That is a deliberate distortion of what I said. I said with total consistency that I completely accept that people who assert that you can hold PSA as a theory, and hold other perspectives on the atonement on the same level as it, are saying that in good faith.

What I don't accept - and I've still seen nothing to convince me to the contrary - is that you can actually hold PSA fully, and give equal, unsubordinated place to other perspectives. I maintain that if you actually hold full PSA you can't do that, however much you think you are.

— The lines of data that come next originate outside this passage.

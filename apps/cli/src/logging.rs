//! Tracing setup for the `costwise` binary.
//!
//! Logs always go to stderr so `--json` output on stdout stays parseable.
//!
//! ## Filter selection
//! - `RUST_LOG` when set
//! - otherwise `log_filter` from the config (or `COSTWISE_LOG`)
//! - otherwise [`DEFAULT_FILTER`]
//!
//! `--verbose` appends `costwise=debug` to whichever filter won.

use tracing_subscriber::EnvFilter;

pub const DEFAULT_FILTER: &str = "warn,costwise=info,sqlx=warn";

fn filter_directives(configured: Option<&str>, verbose: bool) -> String {
    let base = configured.unwrap_or(DEFAULT_FILTER);
    if verbose {
        format!("{},costwise=debug", base)
    } else {
        base.to_string()
    }
}

/// Installs the global subscriber. Calling it twice is a no-op.
pub fn init_tracing(configured: Option<&str>, verbose: bool) {
    let filter = EnvFilter::try_from_default_env()
        .unwrap_or_else(|_| EnvFilter::new(filter_directives(configured, verbose)));

    let _ = tracing_subscriber::fmt()
        .with_env_filter(filter)
        .with_writer(std::io::stderr)
        .with_target(false)
        .compact()
        .try_init();
}
//! # Lookup Repositories
//!
//! Categories and companies are plain name lists. Items store the chosen
//! name as text, so removing an entry here never touches existing items.

use chrono::Utc;
use sqlx::SqlitePool;
use tracing::debug;

use crate::error::{DbError, DbResult};
use costwise_core::{Category, Company};

// =============================================================================
// Categories
// =============================================================================

#[derive(Debug, sqlx::FromRow)]
struct CategoryRow {
    id: i64,
    name: String,
    description: Option<String>,
}

impl From<CategoryRow> for Category {
    fn from(row: CategoryRow) -> Self {
        Category {
            id: row.id,
            name: row.name,
            description: row.description,
        }
    }
}

/// Repository for the `categories` table.
#[derive(Debug, Clone)]
pub struct CategoryRepository {
    pool: SqlitePool,
}

impl CategoryRepository {
    pub fn new(pool: SqlitePool) -> Self {
        CategoryRepository { pool }
    }

    /// All categories, alphabetically.
    pub async fn list(&self) -> DbResult<Vec<Category>> {
        let rows = sqlx::query_as::<_, CategoryRow>(
            "SELECT id, name, description FROM categories ORDER BY name COLLATE NOCASE",
        )
        .fetch_all(&self.pool)
        .await?;

        Ok(rows.into_iter().map(Category::from).collect())
    }

    /// ## Errors
    /// * `DbError::UniqueViolation` - a category with that name exists
    pub async fn insert(&self, name: &str, description: Option<&str>) -> DbResult<Category> {
        debug!(name, "Inserting category");

        let result = sqlx::query(
            "INSERT INTO categories (name, description, created_at) VALUES (?1, ?2, ?3)",
        )
        .bind(name)
        .bind(description)
        .bind(Utc::now())
        .execute(&self.pool)
        .await
        .map_err(|e| DbError::from(e).with_duplicate_value(name))?;

        Ok(Category {
            id: result.last_insert_rowid(),
            name: name.to_string(),
            description: description.map(str::to_string),
        })
    }

    pub async fn delete(&self, id: i64) -> DbResult<()> {
        delete_by_id(&self.pool, "categories", "Category", id).await
    }
}

// =============================================================================
// Companies
// =============================================================================

#[derive(Debug, sqlx::FromRow)]
struct CompanyRow {
    id: i64,
    name: String,
    website: Option<String>,
    contact_info: Option<String>,
}

impl From<CompanyRow> for Company {
    fn from(row: CompanyRow) -> Self {
        Company {
            id: row.id,
            name: row.name,
            website: row.website,
            contact_info: row.contact_info,
        }
    }
}

/// Repository for the `companies` table.
#[derive(Debug, Clone)]
pub struct CompanyRepository {
    pool: SqlitePool,
}

impl CompanyRepository {
    pub fn new(pool: SqlitePool) -> Self {
        CompanyRepository { pool }
    }

    /// All companies, alphabetically.
    pub async fn list(&self) -> DbResult<Vec<Company>> {
        let rows = sqlx::query_as::<_, CompanyRow>(
            "SELECT id, name, website, contact_info FROM companies ORDER BY name COLLATE NOCASE",
        )
        .fetch_all(&self.pool)
        .await?;

        Ok(rows.into_iter().map(Company::from).collect())
    }

    /// ## Errors
    /// * `DbError::UniqueViolation` - a company with that name exists
    pub async fn insert(
        &self,
        name: &str,
        website: Option<&str>,
        contact_info: Option<&str>,
    ) -> DbResult<Company> {
        debug!(name, "Inserting company");

        let result = sqlx::query(
            "INSERT INTO companies (name, website, contact_info, created_at) VALUES (?1, ?2, ?3, ?4)",
        )
        .bind(name)
        .bind(website)
        .bind(contact_info)
        .bind(Utc::now())
        .execute(&self.pool)
        .await
        .map_err(|e| DbError::from(e).with_duplicate_value(name))?;

        Ok(Company {
            id: result.last_insert_rowid(),
            name: name.to_string(),
            website: website.map(str::to_string),
            contact_info: contact_info.map(str::to_string),
        })
    }

    pub async fn delete(&self, id: i64) -> DbResult<()> {
        delete_by_id(&self.pool, "companies", "Company", id).await
    }
}

// `table` is always one of the literals above, never user input.
async fn delete_by_id(pool: &SqlitePool, table: &str, entity: &str, id: i64) -> DbResult<()> {
    debug!(table, id, "Deleting lookup entry");

    let sql = format!("DELETE FROM {} WHERE id = ?1", table);
    let result = sqlx::query(&sql).bind(id).execute(pool).await?;

    if result.rows_affected() == 0 {
        return Err(DbError::not_found(entity, id));
    }

    Ok(())
}

// =============================================================================
// Unit Tests
// =============================================================================

#[cfg(test)]
mod tests {
    use crate::{Database, DbConfig, DbError};

    async fn test_db() -> Database {
        Database::new(DbConfig::in_memory()).await.unwrap()
    }

    #[tokio::test]
    async fn test_categories() {
        let db = test_db().await;
        let repo = db.categories();

        repo.insert("woodwork", None).await.unwrap();
        let kitchen = repo.insert("Kitchen", Some("Boards and utensils")).await.unwrap();

        let names: Vec<String> = repo.list().await.unwrap().into_iter().map(|c| c.name).collect();
        assert_eq!(names, vec!["Kitchen", "woodwork"]);

        let err = repo.insert("Kitchen", None).await.unwrap_err();
        assert!(matches!(
            err,
            DbError::UniqueViolation { ref value, .. } if value == "Kitchen"
        ));

        repo.delete(kitchen.id).await.unwrap();
        assert_eq!(repo.list().await.unwrap().len(), 1);
        assert!(matches!(
            repo.delete(kitchen.id).await,
            Err(DbError::NotFound { .. })
        ));
    }

    #[tokio::test]
    async fn test_companies() {
        let db = test_db().await;
        let repo = db.companies();

        let acme = repo
            .insert("Acme Timber", Some("https://acme.example"), None)
            .await
            .unwrap();
        assert_eq!(acme.website.as_deref(), Some("https://acme.example"));

        let listed = repo.list().await.unwrap();
        assert_eq!(listed.len(), 1);
        assert_eq!(listed[0].contact_info, None);

        assert!(matches!(
            repo.insert("Acme Timber", None, None).await,
            Err(DbError::UniqueViolation { .. })
        ));

        repo.delete(acme.id).await.unwrap();
        assert!(repo.list().await.unwrap().is_empty());
    }
}
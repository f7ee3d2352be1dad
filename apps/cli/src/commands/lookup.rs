//! `costwise category ...` and `costwise company ...`

use tracing::info;

use crate::error::AppResult;
use crate::report::Message;
use costwise_core::validation::validate_lookup_name;
use costwise_core::{Category, Company};
use costwise_db::Database;

fn blank_to_none(value: Option<&str>) -> Option<&str> {
    value.map(str::trim).filter(|v| !v.is_empty())
}

pub async fn add_category(db: &Database, name: &str, description: Option<&str>) -> AppResult<Category> {
    validate_lookup_name(name)?;
    let category = db
        .categories()
        .insert(name.trim(), blank_to_none(description))
        .await?;
    info!(id = category.id, name = %category.name, "Category added");
    Ok(category)
}

pub async fn list_categories(db: &Database) -> AppResult<Vec<Category>> {
    Ok(db.categories().list().await?)
}

pub async fn remove_category(db: &Database, id: i64) -> AppResult<Message> {
    db.categories().delete(id).await?;
    Ok(Message::new(format!("Removed category #{}", id)))
}

pub async fn add_company(
    db: &Database,
    name: &str,
    website: Option<&str>,
    contact: Option<&str>,
) -> AppResult<Company> {
    validate_lookup_name(name)?;
    let company = db
        .companies()
        .insert(name.trim(), blank_to_none(website), blank_to_none(contact))
        .await?;
    info!(id = company.id, name = %company.name, "Company added");
    Ok(company)
}

pub async fn list_companies(db: &Database) -> AppResult<Vec<Company>> {
    Ok(db.companies().list().await?)
}

pub async fn remove_company(db: &Database, id: i64) -> AppResult<Message> {
    db.companies().delete(id).await?;
    Ok(Message::new(format!("Removed company #{}", id)))
}

#[cfg(test)]
mod tests {
    use super::*;
    use crate::commands::tests::test_db;
    use crate::error::ErrorCode;

    #[tokio::test]
    async fn test_categories() {
        let db = test_db().await;
        let kitchen = add_category(&db, " Kitchen ", Some("")).await.unwrap();
        assert_eq!(kitchen.name, "Kitchen");
        assert_eq!(kitchen.description, None);

        let err = add_category(&db, "Kitchen", None).await.unwrap_err();
        assert_eq!(err.code, ErrorCode::Conflict);
        assert_eq!(err.message, "name 'Kitchen' already exists");

        assert_eq!(
            add_category(&db, "", None).await.unwrap_err().code,
            ErrorCode::ValidationError
        );

        remove_category(&db, kitchen.id).await.unwrap();
        assert!(list_categories(&db).await.unwrap().is_empty());
    }

    #[tokio::test]
    async fn test_companies() {
        let db = test_db().await;
        add_company(&db, "Northwood Timber", Some("https://northwood.example"), None)
            .await
            .unwrap();
        add_company(&db, "Fastline Hardware", None, Some("orders@fastline.example"))
            .await
            .unwrap();

        let names: Vec<String> = list_companies(&db)
            .await
            .unwrap()
            .into_iter()
            .map(|c| c.name)
            .collect();
        assert_eq!(names, vec!["Fastline Hardware", "Northwood Timber"]);

        assert_eq!(remove_company(&db, 77).await.unwrap_err().code, ErrorCode::NotFound);
    }
}
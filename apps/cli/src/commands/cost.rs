//! `costwise cost ...`

use serde::Serialize;
use tracing::info;

use crate::config::AppConfig;
use crate::error::{AppError, AppResult};
use crate::report::{field, Message, Render};
use costwise_core::allocation::{allocate_single_item, monthly_total};
use costwise_core::validation::validate_operating_cost;
use costwise_core::{CostFrequency, Money, OperatingCostEntry};
use costwise_db::Database;

pub async fn add(db: &Database, name: &str, amount: f64, frequency: CostFrequency) -> AppResult<OperatingCostEntry> {
    let entry = OperatingCostEntry {
        id: 0,
        name: name.trim().to_string(),
        amount: Money::new(amount),
        frequency,
    };
    validate_operating_cost(&entry)?;

    let saved = db.operating_costs().insert(&entry).await?;
    info!(id = saved.id, name = %saved.name, frequency = %saved.frequency, "Operating cost added");
    Ok(saved)
}

/// What the whole monthly pool costs per unit at a given volume.
#[derive(Debug, Clone, Copy, Serialize)]
pub struct PerUnitCharge {
    pub units: f64,
    pub charge: Money,
}

#[derive(Debug, Clone, Serialize)]
pub struct CostList {
    pub entries: Vec<OperatingCostEntry>,
    pub monthly_total: Money,
    pub per_unit: Option<PerUnitCharge>,
}

impl Render for CostList {
    fn render(&self, config: &AppConfig) -> String {
        let mut out = String::new();
        if self.entries.is_empty() {
            out.push_str("No operating costs.\n");
        }
        for entry in &self.entries {
            out.push_str(&format!(
                "{:>5}  {:<32} {:>12}  {}\n",
                entry.id,
                entry.name,
                config.money(entry.amount),
                entry.frequency
            ));
        }
        out.push('\n');
        out.push_str(&field("Monthly total", config.money(self.monthly_total)));
        if let Some(per_unit) = &self.per_unit {
            out.push_str(&field(
                &format!("Per unit at {} units", per_unit.units),
                config.money(per_unit.charge),
            ));
        }
        out
    }
}

pub async fn list(db: &Database, units: Option<f64>) -> AppResult<CostList> {
    let entries = db.operating_costs().list().await?;
    let per_unit = units.map(|units| PerUnitCharge {
        units,
        charge: allocate_single_item(&entries, units),
    });

    Ok(CostList {
        monthly_total: monthly_total(&entries),
        entries,
        per_unit,
    })
}

pub async fn update(
    db: &Database,
    id: i64,
    name: Option<String>,
    amount: Option<f64>,
    frequency: Option<CostFrequency>,
) -> AppResult<OperatingCostEntry> {
    let mut entry = db
        .operating_costs()
        .list()
        .await?
        .into_iter()
        .find(|entry| entry.id == id)
        .ok_or_else(|| AppError::not_found("Operating cost", id))?;

    if let Some(name) = name {
        entry.name = name.trim().to_string();
    }
    if let Some(amount) = amount {
        entry.amount = Money::new(amount);
    }
    if let Some(frequency) = frequency {
        entry.frequency = frequency;
    }

    validate_operating_cost(&entry)?;
    db.operating_costs().update(&entry).await?;
    info!(id, "Operating cost updated");
    Ok(entry)
}

pub async fn remove(db: &Database, id: i64) -> AppResult<Message> {
    db.operating_costs().delete(id).await?;
    Ok(Message::new(format!("Removed operating cost #{}", id)))
}

#[cfg(test)]
mod tests {
    use super::*;
    use crate::commands::tests::{assert_money, test_db};
    use crate::error::ErrorCode;

    #[tokio::test]
    async fn test_only_monthly_costs_count() {
        let db = test_db().await;
        add(&db, "Rent", 800.0, CostFrequency::Monthly).await.unwrap();
        add(&db, "Software", 200.0, CostFrequency::Monthly).await.unwrap();
        add(&db, "Laser cutter", 4500.0, CostFrequency::OneTime).await.unwrap();

        let costs = list(&db, Some(250.0)).await.unwrap();
        assert_eq!(costs.entries.len(), 3);
        assert_money(costs.monthly_total, 1000.0);

        let per_unit = costs.per_unit.unwrap();
        assert_money(per_unit.charge, 4.0);
    }

    #[tokio::test]
    async fn test_zero_units_charge_nothing() {
        let db = test_db().await;
        add(&db, "Rent", 800.0, CostFrequency::Monthly).await.unwrap();

        let costs = list(&db, Some(0.0)).await.unwrap();
        assert!(costs.per_unit.unwrap().charge.is_zero());
    }

    #[tokio::test]
    async fn test_add_requires_positive_amount() {
        let db = test_db().await;
        let err = add(&db, "Rent", 0.0, CostFrequency::Monthly).await.unwrap_err();
        assert_eq!(err.code, ErrorCode::ValidationError);
        assert!(list(&db, None).await.unwrap().entries.is_empty());
    }

    #[tokio::test]
    async fn test_update_and_remove() {
        let db = test_db().await;
        let rent = add(&db, "Rent", 800.0, CostFrequency::Monthly).await.unwrap();

        let updated = update(&db, rent.id, None, Some(950.0), None).await.unwrap();
        assert_eq!(updated.amount, Money::new(950.0));
        assert_eq!(updated.name, "Rent");

        let moved = update(&db, rent.id, None, None, Some(CostFrequency::OneTime))
            .await
            .unwrap();
        assert!(!moved.is_monthly());
        assert!(list(&db, None).await.unwrap().monthly_total.is_zero());

        assert_eq!(
            update(&db, 99, None, Some(1.0), None).await.unwrap_err().code,
            ErrorCode::NotFound
        );

        remove(&db, rent.id).await.unwrap();
        assert_eq!(remove(&db, rent.id).await.unwrap_err().code, ErrorCode::NotFound);
    }
}
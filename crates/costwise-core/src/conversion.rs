//! # Kind Conversion
//!
//! Moving an item between product and component is asymmetric:
//!
//! ```text
//!   Product ──convert_to_component──► Component   markup := 0, tax := 0
//!   Component ──convert_to_product──► Product     markup := 30 if it was 0
//!                                                 tax    := 8.5 if it was 0
//! ```
//!
//! Non-zero rates survive a conversion to product untouched.

use chrono::Utc;

use crate::money::Percent;
use crate::types::{Item, ItemKind};
use crate::{DEFAULT_PRODUCT_MARKUP_PERCENT, DEFAULT_PRODUCT_TAX_RATE_PERCENT};

/// Marks the item as a component and clears its markup and tax rate.
pub fn convert_to_component(item: &mut Item) {
    item.kind = ItemKind::Component;
    item.markup = Percent::zero();
    item.tax_rate = Percent::zero();
    item.updated_at = Utc::now();
}

/// Marks the item as a product, filling in default rates that are exactly 0.
pub fn convert_to_product(item: &mut Item) {
    item.kind = ItemKind::Product;
    if item.markup.is_zero() {
        item.markup = Percent::new(DEFAULT_PRODUCT_MARKUP_PERCENT);
    }
    if item.tax_rate.is_zero() {
        item.tax_rate = Percent::new(DEFAULT_PRODUCT_TAX_RATE_PERCENT);
    }
    item.updated_at = Utc::now();
}

/// Converts `item` to `target`. Returns `false` and leaves the item
/// untouched when it already has that kind.
pub fn convert(item: &mut Item, target: ItemKind) -> bool {
    if item.kind == target {
        return false;
    }

    match target {
        ItemKind::Component => convert_to_component(item),
        ItemKind::Product => convert_to_product(item),
    }
    true
}

// =============================================================================
// Unit Tests
// =============================================================================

That's a perfectly respectable claim to make. You have consistently taken it personally, and done so on behalf of other people. (BTW - why do you habitually set yourself up as the spokesman and defender of other people? It happens all the time in your posts.) Any speculations I might make on why are inappropriate to a Purgatory thread.

I'm not impugning these people's integrity, or impugning their intellectual capacity. I am addressing their arguments, which do not convince me. I'm perfectly able to do that with complete respect, and ISTM that that's how it's taken. There's an agreement to differ. With everyone but you.

quote:
You're the one who can't cope with everything which is absolutely fine,
Well, all evidence to the contrary, I think the dispassionate reader of your posts would have to say

quote:
but which I find amusingly ironic since you're the one who started the thread about exclusivity.
This is a moronic post. What you are effectively saying, here and elsewhere, is that anyone who disagrees with you is being exclusive, no matter how open they are to anyone else whose arguments convince them.

You haven't convinced me. I don't accept your argumts. I haven't actually seen any arguments in your posts, just bluster, abuse and the occasional threat.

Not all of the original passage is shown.